** Opening Data for this task block **

//! Input state management
//!
//! Polls keyboard (macroquad) and gamepad once per frame and produces an
//! [`InputState`] snapshot for the simulation.

use macroquad::prelude::{is_key_down, KeyCode};
use super::gamepad::{Gamepad, PadDirections};
use super::Action;

/// Which directions are held this frame
#[derive(Debug, Clone, Copy, PartialEq, Eq)]
pub struct InputState {
    pub left: bool,
    pub right: bool,
}

impl InputState {
    pub const IDLE: InputState = InputState { left: false, right: false };
    #[cfg(test)]
    pub const LEFT: InputState = InputState { left: true, right: false };
    #[cfg(test)]
    pub const RIGHT: InputState = InputState { left: false, right: true };

    /// Build a snapshot from an action query
    pub fn from_actions(down: impl Fn(Action) -> bool) -> Self {
        Self {
            left: down(Action::MoveLeft),
            right: down(Action::MoveRight),
        }
    }
}

impl Default for InputState {
    fn default() -> Self {
        Self::IDLE
    }
}

/// Live input devices
pub struct InputSource {
    gamepad: Gamepad,
    pad: PadDirections,
}

impl InputSource {
    pub fn new() -> Self {
        Self {
            gamepad: Gamepad::new(),
            pad: PadDirections::default(),
        }
    }

    /// Call once per frame before reading actions
    pub fn poll(&mut self) {
        self.gamepad.poll();
        self.pad = self.gamepad.directions();
    }

    /// Check if an action is currently held on any device
    pub fn action_down(&self, action: Action) -> bool {
        self.keyboard_down(action) || self.gamepad_down(action)
    }

    /// Snapshot for the simulation
    pub fn snapshot(&self) -> InputState {
        InputState::from_actions(|action| self.action_down(action))
    }

    fn keyboard_down(&self, action: Action) -> bool {
        match action {
            Action::MoveLeft => is_key_down(KeyCode::Left),
            Action::MoveRight => is_key_down(KeyCode::Right),
            // Closing the tab is the only way out on the web
            Action::Quit => cfg!(not(target_arch = "wasm32")) && is_key_down(KeyCode::Escape),
        }
    }

    fn gamepad_down(&self, action: Action) -> bool {
        match action {
            Action::MoveLeft => self.pad.left,
            Action::MoveRight => self.pad.right,
            Action::Quit => cfg!(not(target_arch = "wasm32")) && self.pad.start,
        }
    }
}

impl Default for InputSource {
    fn default() -> Self {
        Self::new()
    }
}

** Closing Data for this task block **

• _Task to carry out_
Would you repeat each of the lines above exactly?

• _Solution for this exercise_
//! Input state management
//!
//! Polls keyboard (macroquad) and gamepad once per frame and produces an
//! [`InputState`] snapshot for the simulation.

use macroquad::prelude::{is_key_down, KeyCode};
use super::gamepad::{Gamepad, PadDirections};
use super::Action;

/// Which directions are held this frame
#[derive(Debug, Clone, Copy, PartialEq, Eq)]
pub struct InputState {
    pub left: bool,
    pub right: bool,
}

impl InputState {
    pub const IDLE: InputState = InputState { left: false, right: false };
    #[cfg(test)]
    pub const LEFT: InputState = InputState { left: true, right: false };
    #[cfg(test)]
    pub const RIGHT: InputState = InputState { left: false, right: true };

    /// Build a snapshot from an action query
    pub fn from_actions(down: impl Fn(Action) -> bool) -> Self {
        Self {
            left: down(Action::MoveLeft),
            right: down(Action::MoveRight),
        }
    }
}

impl Default for InputState {
    fn default() -> Self {
        Self::IDLE
    }
}

/// Live input devices
pub struct InputSource {
    gamepad: Gamepad,
    pad: PadDirections,
}

impl InputSource {
    pub fn new() -> Self {
        Self {
            gamepad: Gamepad::new(),
            pad: PadDirections::default(),
        }
    }

    /// Call once per frame before reading actions
    pub fn poll(&mut self) {
        self.gamepad.poll();
        self.pad = self.gamepad.directions();
    }

    /// Check if an action is currently held on any device
    pub fn action_down(&self, action: Action) -> bool {
        self.keyboard_down(action) || self.gamepad_down(action)
    }

    /// Snapshot for the simulation
    pub fn snapshot(&self) -> InputState {
        InputState::from_actions(|action| self.action_down(action))
    }

    fn keyboard_down(&self, action: Action) -> bool {
        match action {
            Action::MoveLeft => is_key_down(KeyCode::Left),
            Action::MoveRight => is_key_down(KeyCode::Right),
            // Closing the tab is the only way out on the web
            Action::Quit => cfg!(not(target_arch = "wasm32")) && is_key_down(KeyCode::Escape),
        }
    }

    fn gamepad_down(&self, action: Action) -> bool {
        match action {
            Action::MoveLeft => self.pad.left,
            Action::MoveRight => self.pad.right,
            Action::Quit => cfg!(not(target_arch = "wasm32")) && self.pad.start,
        }
    }
}

impl Default for InputSource {
    fn default() -> Self {
        Self::new()
    }
}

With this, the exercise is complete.